Biofilms are traditionally considered forms of resistance to environmental conditions and a virulence mechanism in bacteria of clinical importance [19]. As for other characteristics, we observed heterogeneity in biofilm formation capacity of the porcine nasal strains of Moraxella. Variability in biofilm formation has been already reported for other species of Moraxella from ruminants [20]. Biofilm formation capacity can be associated also to the colonizing ability of the bacteria, as was observed for H. parasuis [21]. The interaction of the nasal Moraxella strains with the respiratory mucosa needs more study, but attachment to mucin as wells as to epithelial cells could play a role, as suggested by our results.
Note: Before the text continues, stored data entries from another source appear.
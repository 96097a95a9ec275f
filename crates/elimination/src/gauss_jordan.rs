//! Gauss-Jordan elimination with partial pivoting.
//!
//! Every pivot row is normalized to a leading one and its column is eliminated from all other
//! rows, above and below. After the last step the coefficient block is the identity and the
//! right hand side column holds the solution.
use log::trace;
use nalgebra::{
    allocator::Allocator, DefaultAllocator, Dim, Matrix, OVector, RealField, Storage, StorageMut,
    U1,
};

#[cfg(feature = "serde-serialize")]
use serde::{Deserialize, Serialize};

use crate::{
    pivot::{check_pivot, check_tolerance, pivot_step},
    validate_augmented, EliminationKind, EliminationSolver, Error, Validation,
};

#[cfg_attr(feature = "serde-serialize", derive(Serialize, Deserialize))]
#[derive(Clone, Copy, Debug, PartialEq)]
pub struct GaussJordan<T> {
    validation: Validation<T>,
}

impl<T> GaussJordan<T> {
    pub fn new() -> Self {
        GaussJordan {
            validation: Validation::Unchecked,
        }
    }

    pub fn with_validation(validation: Validation<T>) -> Self {
        GaussJordan { validation }
    }

    pub fn validation(&self) -> &Validation<T> {
        &self.validation
    }
}

impl<T> Default for GaussJordan<T> {
    fn default() -> Self {
        Self::new()
    }
}

impl<T> EliminationSolver<T> for GaussJordan<T>
where
    T: RealField + Copy,
{
    fn kind(&self) -> EliminationKind {
        EliminationKind::GaussJordan
    }

    fn solve_in_place<R, C, S>(&self, mat: &mut Matrix<T, R, C, S>) -> Result<OVector<T, R>, Error>
    where
        R: Dim,
        C: Dim,
        S: StorageMut<T, R, C>,
        DefaultAllocator: Allocator<T, R>,
    {
        match self.validation {
            Validation::Unchecked => Ok(gauss_jordan(mat)),
            Validation::Checked { pivot_tol } => gauss_jordan_checked(mat, pivot_tol),
        }
    }
}

/// Solves the augmented system `[A | b]` held in `mat` by Gauss-Jordan elimination.
///
/// `mat` is left in reduced row-echelon form. The solution is read from the last column in row
/// order. A zero pivot column is not detected and yields `inf`/`NaN` entries.
pub fn gauss_jordan<T, R, C, S>(mat: &mut Matrix<T, R, C, S>) -> OVector<T, R>
where
    T: RealField + Copy,
    R: Dim,
    C: Dim,
    S: StorageMut<T, R, C>,
    DefaultAllocator: Allocator<T, R>,
{
    for k in 0..mat.nrows() {
        let pivot = pivot_step(mat, k);
        reduce_column(mat, k, pivot);
    }
    last_column(mat)
}

/// Like [`gauss_jordan`], but validates `mat` first and fails with [`Error::SingularMatrix`] on
/// any pivot with magnitude `<= pivot_tol` (or `NaN`).
pub fn gauss_jordan_checked<T, R, C, S>(
    mat: &mut Matrix<T, R, C, S>,
    pivot_tol: T,
) -> Result<OVector<T, R>, Error>
where
    T: RealField + Copy,
    R: Dim,
    C: Dim,
    S: StorageMut<T, R, C>,
    DefaultAllocator: Allocator<T, R>,
{
    check_tolerance(pivot_tol)?;
    validate_augmented(mat)?;

    for k in 0..mat.nrows() {
        let pivot = pivot_step(mat, k);
        check_pivot(pivot, k, pivot_tol)?;
        reduce_column(mat, k, pivot);
    }
    Ok(last_column(mat))
}

/// Normalizes pivot row `k` and eliminates column `k` from every other row.
fn reduce_column<T, R, C, S>(mat: &mut Matrix<T, R, C, S>, k: usize, pivot: T)
where
    T: RealField + Copy,
    R: Dim,
    C: Dim,
    S: StorageMut<T, R, C>,
{
    trace!("gauss-jordan step {}: pivot {:?}", k, pivot);
    let n = mat.nrows();

    // normalize the pivot row, a(k,k) becomes 1
    for j in k..=n {
        mat[(k, j)] /= pivot;
    }

    for i in (0..n).filter(|&i| i != k) {
        let factor = mat[(i, k)];
        for j in k..=n {
            let a_kj = mat[(k, j)];
            mat[(i, j)] -= factor * a_kj;
        }
    }
}

fn last_column<T, R, C, S>(mat: &Matrix<T, R, C, S>) -> OVector<T, R>
where
    T: RealField + Copy,
    R: Dim,
    C: Dim,
    S: Storage<T, R, C>,
    DefaultAllocator: Allocator<T, R>,
{
    let (nrows, _) = mat.shape_generic();
    let n = mat.nrows();
    OVector::<T, R>::from_fn_generic(nrows, U1, |i, _| mat[(i, n)])
}

#[cfg(test)]
mod tests {
    use approx::assert_relative_eq;
    use nalgebra::{matrix, vector};

    use super::*;

    #[test]
    fn test_gauss_jordan1() {
        let mut mat = matrix![
            2.0, 1.0, 1.0, 5.0;
            4.0, -6.0, 0.0, -2.0;
            -2.0, 7.0, 2.0, 9.0;
        ];
        let x = gauss_jordan(&mut mat);
        assert_relative_eq!(x, vector![1.0, 1.0, 2.0], max_relative = 1e-9);

        // the coefficient block is reduced to the identity
        let expect = matrix![
            1.0, 0.0, 0.0, 1.0;
            0.0, 1.0, 0.0, 1.0;
            0.0, 0.0, 1.0, 2.0;
        ];
        assert_relative_eq!(mat, expect, epsilon = 1e-12);
    }

    #[test]
    fn test_gauss_jordan_single() {
        let mut mat = matrix![2.0, 10.0];
        assert_eq!(gauss_jordan(&mut mat), vector![5.0]);
        assert_eq!(mat, matrix![1.0, 5.0]);
    }

    #[test]
    fn test_gauss_jordan_singular() {
        let mut mat = matrix![
            0.0, 0.0, 1.0;
            0.0, 0.0, 1.0;
        ];
        let x = gauss_jordan(&mut mat);
        assert!(x.iter().all(|v: &f64| !v.is_finite()));
    }

    #[test]
    fn test_gauss_jordan_checked() {
        let mut mat = matrix![
            1.0, 1.0, 2.0;
            1.0, 1.0, 2.0;
        ];
        assert_eq!(
            gauss_jordan_checked(&mut mat, 0.0),
            Err(Error::SingularMatrix { col: 1 })
        );

        let mut mat = matrix![
            1.0, f64::NAN, 2.0;
            1.0, 1.0, 2.0;
        ];
        assert_eq!(
            gauss_jordan_checked(&mut mat, 0.0),
            Err(Error::NonFiniteEntry { row: 0, col: 1 })
        );
    }

    #[test]
    fn test_gauss_jordan_checked_nan() {
        let singular = matrix![
            0.0, 0.0, 1.0;
            0.0, 0.0, 1.0;
        ];
        assert_eq!(
            gauss_jordan_checked(&mut singular.clone(), f64::NAN),
            Err(Error::InvalidTolerance)
        );

        // column 1 overflows to inf in both lower rows, so step 1 leaves a NaN pivot in row 2
        let mut mat = matrix![
            1e308, 1e308, 1e308, 1.0;
            -1e308, 1e308, 1e308, 1.0;
            -1e308, 1e308, 1.0, 1.0;
        ];
        assert_eq!(
            gauss_jordan_checked(&mut mat, 0.0),
            Err(Error::SingularMatrix { col: 2 })
        );
    }

    #[test]
    fn test_gauss_jordan_solver() {
        let solver = GaussJordan::with_validation(Validation::Checked { pivot_tol: 1e-12 });
        let mut mat = matrix![
            1.0, 2.0, 5.0;
            3.0, 4.0, 6.0;
        ];
        let x = solver.solve_in_place(&mut mat).unwrap();
        assert_relative_eq!(x, vector![-4.0, 4.5], max_relative = 1e-9);
        assert_eq!(solver.kind(), EliminationKind::GaussJordan);
    }
}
On the other hand, bacteria from the upper respiratory tract can occasionally reach the lower tract, where they will be confronted with other components of the immune system, such as the alveolar macrophages. In vitro phagocytosis assays provided insight into the potential of the nasal isolates to survive this first barrier of cell immunity in the lung. Heterogeneity in this feature has been shown for other bacterial species, such as H. parasuis [14] or Klebsiella pneumoniae [22]. In our case, strains with high association to PAMs, such as LG6–2, were observed, while other strains did not associate with the phagocytic cells, as the case of the virulent SN9–4M. According to the results, phagocytosis susceptibility is not associated with the phylogeny of the isolates, since heterogeneity in this trait was observed within the distinct species or clusters. One paradigmatic case could be EJ45–1 and SN9–4M from M. porci, having high differences between them. The importance of phagocytosis resistance for in vivo infection/colonization by M. pluranimalium is also supported by the fact that originally the UK1–20 strain showed resistance to PAMs, but lost this trait after in vitro culture passages, in agreement with the loss of virulence after laboratory adaptation in other bacteria [23]. Loss of phagocytosis resistance in UK1–20 was concurrent with increase biofilm formation capacity. Thus, biofilm formation may be relevant in environmental persistence, whereas phagocytosis resistance will be important during host infection. However, this phenomenon seems to be strain-dependent, since it was not observed with strain VL6–6, which did not show an adaptation to laboratory conditions that affected its original resistance to PAMs.
Most of the assayed Moraxella spp.strains showed sensitivity to the serum complement, with some exceptions, including most of the strains in the cluster representing a putative new species. Thus, most nasal Moraxella strains are probably poorly invasive and will be kept on the nasal mucosa, but the new putative species cluster deserves more attention to define their role in disease in pigs.